Dès le 28 février dernier, l’AMF avait alerté sur la nécessité d’intégrer le risque d’épidémie dans la section « facteurs de risques » des Documents Universels d’Enregistrement. Au fil de l’eau, le risque d’épidémie puis le risque de pandémie ont bien été cités dans la quasi-totalité des URD 2019 publiés à ce jour. Mais faute de temps, ils n’ont pas été évalués selon la même approche méthodologique mise en œuvre pour les autres risques. Que faire pour l’année fiscale en cours ?
Quelle intégration du risque de pandémie ?
Dans un article publié en avril 2019 “La controverse du risque extra-financier“, nous évoquions le fait que les risques extra-financiers faisaient l’objet d’acceptions fluctuantes. Avec la crise du Covid-19, il serait honnête de préciser qu’avec les méthodologies les plus robustes en matière d’analyse de matérialité ou des risques extra-financiers et financiers (URD oblige), peu d’entreprises avaient apprécié à sa juste valeur le risque d’épidémie, et que dire du risque de pandémie.
RSE DATANEWS, qui s’est doté d’un outil de benchmark des rapports RSE, révélait dans un article publié le 7 avril dernier, que « ce risque épidémique était déjà anticipé dans la rubrique “facteurs de risque” de 53 des 326 documents de l’exercice 2018 de sociétés cotées ou non cotées […] répertoriés. Sous forme d’un avertissement d’impact sur leurs résultats ».

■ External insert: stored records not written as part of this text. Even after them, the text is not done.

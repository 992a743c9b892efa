//! Cart and line item types.

use crate::catalog::Product;
use crate::money::Money;
use serde::{Deserialize, Serialize};

/// Minimum quantity allowed per line.
pub const MIN_QUANTITY: u32 = 1;

/// Maximum quantity allowed per line.
pub const MAX_QUANTITY: u32 = 99;

/// One (product, quantity) pairing within a cart.
///
/// The product is a snapshot taken at add-to-cart time; later catalog
/// changes do not rewrite lines already in the cart.
#[derive(Debug, Clone, Serialize, Deserialize, PartialEq)]
pub struct CartLine {
    /// Snapshot of the product when it was added.
    pub product: Product,
    /// Quantity, always within `[MIN_QUANTITY, MAX_QUANTITY]`.
    pub quantity: u32,
}

impl CartLine {
    /// Line subtotal: unit price times quantity.
    pub fn subtotal(&self) -> Money {
        self.product.price.saturating_mul(self.quantity as i64)
    }
}

/// An ordered sequence of cart lines, insertion order preserved.
///
/// Owned by one browser session; persistence lives in
/// [`CartStore`](crate::cart::CartStore), this type is the pure state.
#[derive(Debug, Clone, Default, Serialize, Deserialize, PartialEq)]
pub struct Cart {
    lines: Vec<CartLine>,
}

impl Cart {
    /// Create an empty cart.
    pub fn new() -> Self {
        Self::default()
    }

    /// The lines, in insertion order.
    pub fn lines(&self) -> &[CartLine] {
        &self.lines
    }

    /// Add a product to the cart.
    ///
    /// A line whose product has the same id absorbs the quantity
    /// instead of creating a duplicate; the merged quantity clamps at
    /// [`MAX_QUANTITY`]. A zero quantity is ignored.
    pub fn add(&mut self, product: Product, quantity: u32) {
        if quantity == 0 {
            return;
        }

        if let Some(existing) = self.lines.iter_mut().find(|l| l.product.id == product.id) {
            existing.quantity = existing
                .quantity
                .saturating_add(quantity)
                .min(MAX_QUANTITY);
            return;
        }

        self.lines.push(CartLine {
            product,
            quantity: quantity.min(MAX_QUANTITY),
        });
    }

    /// Delete the line at `index`; subsequent indices shift down.
    ///
    /// An out-of-range index is ignored.
    pub fn remove(&mut self, index: usize) {
        if index < self.lines.len() {
            self.lines.remove(index);
        }
    }

    /// Overwrite the quantity of the line at `index`.
    ///
    /// A no-op when `quantity` falls outside `[MIN_QUANTITY,
    /// MAX_QUANTITY]` or the index is out of range.
    pub fn set_quantity(&mut self, index: usize, quantity: u32) {
        if !(MIN_QUANTITY..=MAX_QUANTITY).contains(&quantity) {
            return;
        }
        if let Some(line) = self.lines.get_mut(index) {
            line.quantity = quantity;
        }
    }

    /// Empty the cart entirely.
    pub fn clear(&mut self) {
        self.lines.clear();
    }

    /// Sum of line subtotals. Empty cart -> 0.
    pub fn total(&self) -> Money {
        self.lines.iter().map(CartLine::subtotal).sum()
    }

    /// Number of distinct lines (not the sum of quantities).
    pub fn line_count(&self) -> usize {
        self.lines.len()
    }

    /// Check if the cart is empty.
    pub fn is_empty(&self) -> bool {
        self.lines.is_empty()
    }
}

L’article, très instructif, de décrire les modalités déclaratives choisies : « cité comme risque identifié mais non couvert par les polices d’assurance de l’entreprise… ou encore identifié mais jugé faible… aussi mentionné sous forme d’impact direct sur les opérations de l’entreprise… parfois évalué avec des outils ou méthodologies d’analyse quantitative… ou inclus dans des actions de prévention pour assurer les approvisionnements ».
Cependant, il y a une différence de taille entre épidémie et pandémie ; qui est une épidémie mondiale. « Le Covid-19 peut être qualifié de pandémie en raison de la hausse rapide du nombre de cas en dehors de la Chine au cours de ces 2 dernières semaines et du nombre croissant de pays touchés » indiquait ainsi l’OMS dans son communiqué du 12 mars dernier.

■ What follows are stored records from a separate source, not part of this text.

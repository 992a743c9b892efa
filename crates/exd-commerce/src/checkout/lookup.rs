//! RUT lookup collaborator seam.
//!
//! While the invoice flag is set, edits to the tax-id field trigger a
//! debounced lookup against an external taxpayer registry; a hit
//! auto-fills the legal name and billing address. The service is a
//! trait here; the HTTP client lives outside this crate.
//!
//! Staleness is handled with sequence tokens rather than cancellation:
//! every edit issues a fresh token, and only a completion carrying the
//! latest token may touch the form. A result that resolves for a
//! superseded tax-id is simply discarded.

use serde::{Deserialize, Serialize};
use thiserror::Error;

/// Lookup failures. All are non-fatal: the customer can still fill the
/// billing fields manually.
#[derive(Error, Debug)]
pub enum LookupError {
    /// The registry has no record for this tax id.
    #[error("RUT no encontrado: {0}")]
    NotFound(String),

    /// The registry could not be reached.
    #[error("Servicio de consulta no disponible: {0}")]
    Unavailable(String),
}

/// One registered address of a taxpayer.
#[derive(Debug, Clone, Serialize, Deserialize, PartialEq)]
pub struct TaxpayerAddress {
    /// Street line.
    pub street: String,
    /// Commune.
    pub commune: String,
}

/// Registry record for a tax id.
#[derive(Debug, Clone, Serialize, Deserialize, PartialEq)]
pub struct TaxpayerInfo {
    /// Registered legal name.
    pub legal_name: String,
    /// Registered addresses; only the first is used.
    #[serde(default)]
    pub addresses: Vec<TaxpayerAddress>,
}

impl TaxpayerInfo {
    /// The first registered address as `"{street}, {commune}"`.
    pub fn primary_address(&self) -> Option<String> {
        self.addresses
            .first()
            .map(|a| format!("{}, {}", a.street, a.commune))
    }
}

/// External taxpayer registry.
pub trait RutLookup {
    /// Look up a raw (possibly punctuated) tax-id string.
    fn lookup(&self, rut: &str) -> Result<TaxpayerInfo, LookupError>;
}

/// Token identifying one edit of the tax-id field.
#[derive(Debug, Clone, Copy, PartialEq, Eq, PartialOrd, Ord)]
pub struct LookupToken(u64);

/// Issues monotonically increasing tokens; the latest one wins.
#[derive(Debug, Default)]
pub struct LookupSequencer {
    latest: u64,
}

impl LookupSequencer {
    /// Create a sequencer with no edits recorded.
    pub fn new() -> Self {
        Self::default()
    }

    /// Record an edit and return its token, superseding all earlier
    /// tokens.
    pub fn issue(&mut self) -> LookupToken {
        self.latest += 1;
        LookupToken(self.latest)
    }

    /// Whether `token` is still the latest edit.
    pub fn is_current(&self, token: LookupToken) -> bool {
        token.0 == self.latest
    }
}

Si l’on se réfère aux matrices de matérialité ou aux analyses des risques déjà réalisées, l’enjeu ou le risque de santé est omniprésent, voire celui de la santé publique pour quelques entreprises. En fait, le thème de la santé est le plus souvent complété de celui de la sécurité, quand on n’y accole pas celui du bien-être.
Le risque de pandémie peut-il être inclus demain dans le triptyque santé – sécurité – bien-être ?
Nos collègues du pôle HSE Réglementaire ont organisé un groupe de travail avec quelques clients afin d’intégrer le Covid-19 dans l’évaluation des risques sous l’angle du document unique.
On y voit que l’exposition au danger Covid-19 génère potentiellement un risque qui dépasse les seules limites de l’infection/contamination, avec le stress, les RPS, les TMS, voire les risques physiques liés à la sédentarisation : risques cardiovasculaires, sur le métabolisme, sur l’appareil locomoteur.
A notre sens, le risque de pandémie pourrait donc être intégré à cette thématique en précisant dans le corps du texte ce que l’entreprise a mis en œuvre pour éviter ce risque, tant pour ses locaux, les déplacements que pour le télétravail.
Management des risques et continuité d’activité
En analysant plusieurs matrices de matérialité, on trouve assez rarement l’enjeu « Management des risques et continuité d’activité ». Or cet enjeu au sens de l’analyse de matérialité, crée selon nous un véritable trait d’union avec la notion même de risque tel qu’exigé par la DPEF. D’après notre livre blanc sur l’analyse de matérialité : « la matérialité recouvre tous les aspects économiques, environnementaux, sociaux et sociétaux qui sont susceptibles d’impacter la stratégie, le modèle d’affaire de l’entreprise ainsi que sa performance durable et d’impacter, de manière substantielle, ses parties prenantes, au premier rang desquelles les investisseurs, ainsi que sur l’appréciation qu’elles portent sur l’entreprise ».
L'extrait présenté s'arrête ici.